第3話 限界

しかし、これをずっとは続けていられないと俺は思っていた。

俺はそんなに収入を稼げてるわけでも、生活に余裕があるわけでもなかった。

もし彼女の全てを支えるつもりとなると、俺の生活が破綻するのは容易に予想できた。

だから、せめてもの一時的な支援をしようという心持ちでいた。

それに、俺はまだ彼女と直接会ったことすらなかったのだ。

顔も見たこともない相手に好きになったという理由だけで支援できるのは多くても5万円が限度だろうと考えていた。


おそらくそれ以上の金額になると戻れなくなる――


だから、彼女が生活に困っている原因を突き止め、根本から改善&援助してやらないといけないと思った。


俺はその後、彼女に生活保護を受けるのはどうかと提案した。

だって、父母もいない、認知症患者を世話しなくてはいけない――そんなの絶対に生活保護を受けられる。

俺は、生活保護のわずかな知識を頼りに彼女にそう説得を試みた。

しかし――


『生活保護は、もう役所に何度も行ってみたけどだめだった』


『親戚の人に援助できる人はいないよね? 親戚の人にも援助できますか? って内容の書類が送られるけど、それにバツしてもらった?』


『してもらった』

『多分、持ち家があるからだめなんだと思う』


『やっぱりそうか・・・。役所もほんと融通効かないよね。家あっても生活費が足りていない、家を売りに出す余裕も時間もない、人手が足りない、一軒家を売りに出しても引越先がない――そんなの普通に考えればわかることなのに・・・』


両親がいないから祖母の面倒も彼女一人で見なくてはいけない。

二人分の生活費を彼女だけで稼がなきゃいけない。

家を売りに出すのにも時間や手間や労力がかかる。

引っ越すにしても一軒家分の荷物が入り切る賃貸なんて家賃いくらになるのか?

引越代や引っ越しにかかる労力はどうするのか? 彼女一人が全部やるのか?

――どう考えても家を売って引っ越すことが現実的でないことなんて明白だ。


俺はそれからもいろんなことを考え、彼女に持ち家を賃貸に出すのはどうかと提案したりもした。

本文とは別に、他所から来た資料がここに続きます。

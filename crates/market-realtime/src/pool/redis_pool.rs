//! Redis connection pool using deadpool-redis.

use deadpool_redis::{Config, Pool, Runtime};

/// Redis pool configuration
#[derive(Debug, Clone)]
pub struct RedisPoolConfig {
    /// Redis connection URL (e.g., `redis://localhost:6379`)
    pub url: String,
    /// Maximum number of connections in the pool
    pub max_connections: usize,
}

impl Default for RedisPoolConfig {
    fn default() -> Self {
        Self {
            url: "redis://127.0.0.1:6379".to_string(),
            max_connections: 16,
        }
    }
}

impl From<&market_common::RedisConfig> for RedisPoolConfig {
    fn from(config: &market_common::RedisConfig) -> Self {
        Self {
            url: config.url.clone(),
            max_connections: config.max_connections as usize,
        }
    }
}

/// Error type for Redis pool operations
#[derive(Debug, thiserror::Error)]
pub enum RedisPoolError {
    #[error("Failed to create Redis pool: {0}")]
    CreatePool(String),

    #[error("Failed to get connection from pool: {0}")]
    GetConnection(#[from] deadpool_redis::PoolError),

    #[error("Redis command error: {0}")]
    Redis(#[from] redis::RedisError),

    #[error("Serialization error: {0}")]
    Serialization(#[from] serde_json::Error),
}

/// Result type for Redis pool operations
pub type RedisResult<T> = Result<T, RedisPoolError>;

/// Managed Redis connection pool
#[derive(Clone)]
pub struct RedisPool {
    pool: Pool,
}

impl std::fmt::Debug for RedisPool {
    fn fmt(&self, f: &mut std::fmt::Formatter<'_>) -> std::fmt::Result {
        f.debug_struct("RedisPool")
            .field("status", &self.pool.status())
            .finish()
    }
}

impl RedisPool {
    /// Create a new Redis pool with the given configuration
    ///
    /// Connections are established lazily on first use.
    pub fn new(config: RedisPoolConfig) -> RedisResult<Self> {
        let cfg = Config::from_url(&config.url);
        let pool = cfg
            .builder()
            .map_err(|e| RedisPoolError::CreatePool(e.to_string()))?
            .max_size(config.max_connections)
            .runtime(Runtime::Tokio1)
            .build()
            .map_err(|e| RedisPoolError::CreatePool(e.to_string()))?;

        // Redact credentials from URL for logging
        let safe_url = config.url.split('@').next_back().unwrap_or(&config.url);
        tracing::info!(
            url = %safe_url,
            max_connections = config.max_connections,
            "Redis pool created"
        );

        Ok(Self { pool })
    }

    /// Create a new Redis pool from market-common config
    pub fn from_config(config: &market_common::RedisConfig) -> RedisResult<Self> {
        Self::new(RedisPoolConfig::from(config))
    }

    /// Get a connection from the pool
    pub async fn get(&self) -> RedisResult<deadpool_redis::Connection> {
        self.pool.get().await.map_err(RedisPoolError::GetConnection)
    }

    /// Get the current pool status
    #[must_use]
    pub fn status(&self) -> deadpool_redis::Status {
        self.pool.status()
    }

    /// Check if the pool is healthy by pinging Redis
    pub async fn health_check(&self) -> RedisResult<()> {
        let mut conn = self.get().await?;
        redis::cmd("PING").query_async::<String>(&mut conn).await?;
        Ok(())
    }
}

――が、どれも彼女の目に魅力的に映らなかったようで、結局現状維持するしかないという結論になった。


それから数日経った。

その日、彼女はとある用事で病院に行っていて、とても病んでいた。

どうして病院に行ったのかは結局彼女から聞かされていない。

ただ、『めっちゃ鬱だ』とだけ言っていた。

そして、『お金が要る』とだけ教えてくれた。


俺は、『心配だよ』と彼女から詳しく話を聞き出した。


彼女は、『身体売ろうかな』と言った。


俺は、彼女がこれまで以上に苛まれている事実を受け止め、彼女に次のように提案した。


『fantiaとかどう? 昔一緒にバンドやってて仲良かった女の子が、それで稼いでたよ』


俺が昔仲良くしていたその子は裏でヌードモデルをしていて、それをしながらfantiaでファンを増やしてその収入で生活をしていた。

その子もエセ宗教にハマっている親とは絶縁していて、なおかつ病弱なため普通の会社勤めができないでいた。

俺は、その子と彼女が境遇が似ていると思い、あまり話したくない事柄であったが、彼女にその子のことを話した。

身体を売るよりはマシだと思ったのだ。


『ふーん、そんなのもあるんだね』


『◯ちゃんなら可愛いからきっとすぐ稼げるよ』


俺は、その時彼女にその子と同じ道を勧めている自分に驚いた。

あれほど悲しかったのに。

事実を知って、あれほど憂鬱になったのに。

俺だけの力で支えることなんてできないから。

身体を売られるよりはマシだから――せめて俺が許せる行為で日銭を稼いで生活できるのならと、俺はそう提案した。


それからというものの、彼女からの返信に時間がかかることが多くなった。

平気で2~3日要するのが当たり前となった。

彼女は貧乏金無しで毎日が忙しいと以前よく愚痴をこぼしていた。

だから、彼女の負担になるべくならないようにしようと俺は配慮していた。

返信が来なくても不安にならないように自分を律し、過度に彼女に連絡をしないようにした。

そして、彼女に何かあった時いつでも頼られてもいいようにしていた。